(Dataset items)
________________________________________

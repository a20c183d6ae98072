// src/config/mod.rs

pub mod consts;
pub mod options;
pub mod selectors;
pub mod targets;

pub use options::{AppOptions, BrowserOptions, ConfigError, Pacing, StoreOptions};
pub use selectors::Selectors;
pub use targets::{MapsLocation, SiteTarget, Target, Targets};
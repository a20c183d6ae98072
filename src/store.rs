// src/store.rs
//
// Append-only review dataset on disk.
//
// - Created once with BOM + header; never rewritten or truncated afterwards.
// - `append` re-reads every id before writing. O(n) per call, fine for a few
//   thousand rows, and the file stays the single source of truth.
// - A crash mid-append can leave a torn last row. The next append ends that
//   line first (closing a dangling quote), so rows before and after it parse.
// - One writer at a time. There's no locking.

use std::collections::HashSet;
use std::fs::{self, OpenOptions};
use std::io::{self, BufWriter, Write};
use std::path::{Path, PathBuf};

use crate::config::consts::{DATASET_HEADERS, DATASET_SEP};
use crate::csv::{self, parse_rows, BOM};
use crate::review::Review;

pub struct ReviewStore {
    path: PathBuf,
}

impl ReviewStore {
    /// Open the dataset at `path`, creating parent dirs and the header if absent.
    pub fn open(path: impl Into<PathBuf>) -> io::Result<Self> {
        let path = path.into();
        if let Some(parent) = path.parent() {
            if !parent.as_os_str().is_empty() {
                fs::create_dir_all(parent)?;
            }
        }
        if !path.exists() {
            let mut out = BufWriter::new(fs::File::create(&path)?);
            out.write_all(BOM.as_bytes())?;
            csv::write_row(&mut out, &DATASET_HEADERS, DATASET_SEP)?;
            out.flush()?;
            logd!("Store: created {}", path.display());
        }
        Ok(Self { path })
    }

    pub fn path(&self) -> &Path {
        &self.path
    }

    pub fn exists(&self, id: &str) -> bool {
        self.ids().map(|ids| ids.contains(id)).unwrap_or(false)
    }

    /// Append `review` unless its id is already stored.
    /// Returns whether a row was written; I/O errors are logged and count as `false`.
    pub fn append(&self, review: &Review) -> bool {
        match self.try_append(review) {
            Ok(added) => added,
            Err(e) => {
                loge!("Store: failed to append {}: {}", review.id, e);
                false
            }
        }
    }

    fn try_append(&self, review: &Review) -> io::Result<bool> {
        let text = self.read_text()?;
        if ids_of(rows_of(&text)).contains(&review.id) {
            return Ok(false);
        }
        let file = OpenOptions::new().append(true).open(&self.path)?;
        let mut out = BufWriter::new(file);
        if let Some(fix) = csv::tail_repair(&text) {
            logw!("Store: {} ended mid-row, terminating it before appending", self.path.display());
            out.write_all(fix.as_bytes())?;
        }
        csv::write_row(&mut out, &review.to_row(), DATASET_SEP)?;
        out.flush()?;
        Ok(true)
    }

    /// Number of stored reviews (header excluded). Unreadable file → 0.
    pub fn count(&self) -> usize {
        self.data_rows().map(|rows| rows.len()).unwrap_or(0)
    }

    pub fn ids(&self) -> io::Result<HashSet<String>> {
        Ok(ids_of(self.data_rows()?))
    }

    /// All readable reviews in file order. Malformed rows are skipped.
    pub fn load(&self) -> io::Result<Vec<Review>> {
        let rows = self.data_rows()?;
        let total = rows.len();
        let reviews: Vec<Review> = rows.iter().filter_map(|r| Review::from_row(r)).collect();
        if reviews.len() < total {
            logw!("Store: skipped {} malformed row(s) in {}", total - reviews.len(), self.path.display());
        }
        Ok(reviews)
    }

    /// File size in bytes, 0 if missing.
    pub fn size_bytes(&self) -> u64 {
        fs::metadata(&self.path).map(|m| m.len()).unwrap_or(0)
    }

    fn read_text(&self) -> io::Result<String> {
        let bytes = fs::read(&self.path)?;
        Ok(String::from_utf8_lossy(&bytes).into_owned())
    }

    fn data_rows(&self) -> io::Result<Vec<Vec<String>>> {
        Ok(rows_of(&self.read_text()?))
    }
}

/// Parsed rows without the header.
fn rows_of(text: &str) -> Vec<Vec<String>> {
    let mut rows = parse_rows(text, DATASET_SEP);
    if rows.first().is_some_and(|h| h.first().is_some_and(|c| c == DATASET_HEADERS[0])) {
        rows.remove(0);
    }
    rows
}

fn ids_of(rows: Vec<Vec<String>>) -> HashSet<String> {
    rows.into_iter()
        .filter_map(|mut row| {
            let id = row.swap_remove(0);
            if id.is_empty() { None } else { Some(id) }
        })
        .collect()
}
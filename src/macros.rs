// src/macros.rs
#[macro_export]
macro_rules! s {
    // String shorthand!

    // Zero-arg → String::new()
    () => {
        ::std::string::String::new()
    };
    // Any single expression: works for literals, consts, or vars
    ($expr:expr) => {
        ::std::string::String::from($expr)
    };
}

#[macro_export]
macro_rules! join {
    // String-type concatenation shorthand!
    ($first:expr $(, $rest:expr)+ $(,)?) => {{
        let mut s = ::std::string::String::from($first);
        $(
            s.push_str($rest);
        )+
        s
    }};
}
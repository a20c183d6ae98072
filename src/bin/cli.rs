// src/bin/cli.rs
use gym_reviews::cli;

fn main() -> color_eyre::Result<()> {
    color_eyre::install()?;
    cli::run()
}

________________________________________

Copy each line above that has the word "false".

        self.ids().map(|ids| ids.contains(id)).unwrap_or(false)
    /// Returns whether a row was written; I/O errors are logged and count as `false`.
                false
            return Ok(false);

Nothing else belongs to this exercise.